→ **Description of the task**: Among the lines below, count those with the word "prefix". Answer with the number only.

→ **The records**:
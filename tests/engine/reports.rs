use std::sync::Arc;

use optimizer_engine::report::HtmlReportSink;
use optimizer_engine::{AlgorithmSweepSpec, FitnessFunctionSpec};

use crate::common::{BrokenSink, Fixture, RecordingSink};

/// Splits `"{fitness}-{algorithm}-{stamp}-report"` style names.
fn assert_stamped(destination: &str, prefix: &str) {
    let rest = destination
        .strip_prefix(prefix)
        .unwrap_or_else(|| panic!("{destination} does not start with {prefix}"));
    let stamp = rest
        .strip_suffix("-report")
        .unwrap_or_else(|| panic!("{destination} does not end with -report"));
    // %Y%m%d_%H%M%S
    assert_eq!(stamp.len(), 15, "{stamp}");
    assert_eq!(&stamp[8..9], "_");
    assert!(
        stamp
            .chars()
            .enumerate()
            .all(|(i, c)| i == 8 || c.is_ascii_digit())
    );
}

#[test]
fn test_every_run_is_reported() {
    let fx = Fixture::new();
    let sink = Arc::new(RecordingSink::default());
    let engine = fx.builder().shared_report_sink(sink.clone()).build();

    engine
        .run_single_algorithm_against_functions(
            "Recorder",
            &[
                FitnessFunctionSpec::new("Sphere", "[[-1,1]]"),
                FitnessFunctionSpec::new("Rastrigin", "[[-1,1]]"),
            ],
            &[1.0, 0.5],
        )
        .unwrap();

    let destinations = sink.destinations.lock().clone();
    assert_eq!(destinations.len(), 2);
    assert_stamped(&destinations[0], "Sphere-Recorder-");
    assert_stamped(&destinations[1], "Rastrigin-Recorder-");
}

#[test]
fn test_every_sweep_is_reported() {
    let fx = Fixture::new();
    let sink = Arc::new(RecordingSink::default());
    let engine = fx.builder().shared_report_sink(sink.clone()).build();

    engine
        .run_multi_algorithm_sweep(
            &[
                AlgorithmSweepSpec::new("Recorder", vec![1.0, 0.5]),
                AlgorithmSweepSpec::new("BatchRecorder", vec![2.0, 1.0]),
            ],
            &FitnessFunctionSpec::new("BatchSphere", "[[-1,1]]"),
            10.0,
            20.0,
        )
        .unwrap_err();
    // Recorder cannot use a batch-only function, so nothing ran or was reported.
    assert!(sink.destinations.lock().is_empty());

    engine
        .run_multi_algorithm_sweep(
            &[AlgorithmSweepSpec::new("BatchRecorder", vec![2.0, 1.0])],
            &FitnessFunctionSpec::new("BatchSphere", "[[-1,1]]"),
            10.0,
            20.0,
        )
        .unwrap();
    let destinations = sink.destinations.lock().clone();
    assert_eq!(destinations.len(), 1);
    assert_stamped(&destinations[0], "BatchSphere-BatchRecorder-best-params-");
}

#[test]
fn test_failed_request_emits_no_report() {
    let fx = Fixture::new();
    let sink = Arc::new(RecordingSink::default());
    let engine = fx.builder().shared_report_sink(sink.clone()).build();

    engine
        .run_single_algorithm_against_functions(
            "Flaky",
            &[FitnessFunctionSpec::new("Sphere", "[[0,1]]")],
            &[1.0],
        )
        .unwrap_err();
    assert!(sink.destinations.lock().is_empty());
}

#[test]
fn test_sink_failure_does_not_fail_request() {
    let fx = Fixture::new();
    let engine = fx.builder().report_sink(BrokenSink).build();

    let results = engine
        .run_multi_algorithm_sweep(
            &[AlgorithmSweepSpec::new("Recorder", vec![1.0, 0.5])],
            &FitnessFunctionSpec::new("Sphere", "[[-1,1]]"),
            10.0,
            20.0,
        )
        .unwrap();
    assert_eq!(results[0].best_value, 0.0);

    let runs = engine
        .run_single_algorithm_against_functions(
            "Recorder",
            &[FitnessFunctionSpec::new("Sphere", "[[-1,1]]")],
            &[1.0, 0.5],
        )
        .unwrap();
    assert_eq!(runs.len(), 1);
}

#[test]
fn test_html_sink_writes_files() {
    let dir = std::env::temp_dir().join(format!("optimizer-engine-reports-{}", fastrand::u64(..)));
    let fx = Fixture::new();
    let engine = fx.builder().report_sink(HtmlReportSink::new(&dir)).build();

    engine
        .run_multi_algorithm_sweep(
            &[AlgorithmSweepSpec::new("Recorder", vec![1.0, 0.5])],
            &FitnessFunctionSpec::new("Sphere", "[[-1,1],[-1,1]]"),
            10.0,
            20.0,
        )
        .unwrap();

    let files: Vec<_> = std::fs::read_dir(&dir)
        .unwrap()
        .map(|entry| entry.unwrap().path())
        .collect();
    assert_eq!(files.len(), 1);
    let name = files[0].file_name().unwrap().to_string_lossy().into_owned();
    assert!(name.starts_with("Sphere-Recorder-best-params-"), "{name}");
    assert!(name.ends_with("-report.html"), "{name}");

    let html = std::fs::read_to_string(&files[0]).unwrap();
    assert!(html.contains("plotly"));
    assert!(html.contains("Recorder"));

    std::fs::remove_dir_all(&dir).unwrap();
}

→ **Task output**: 3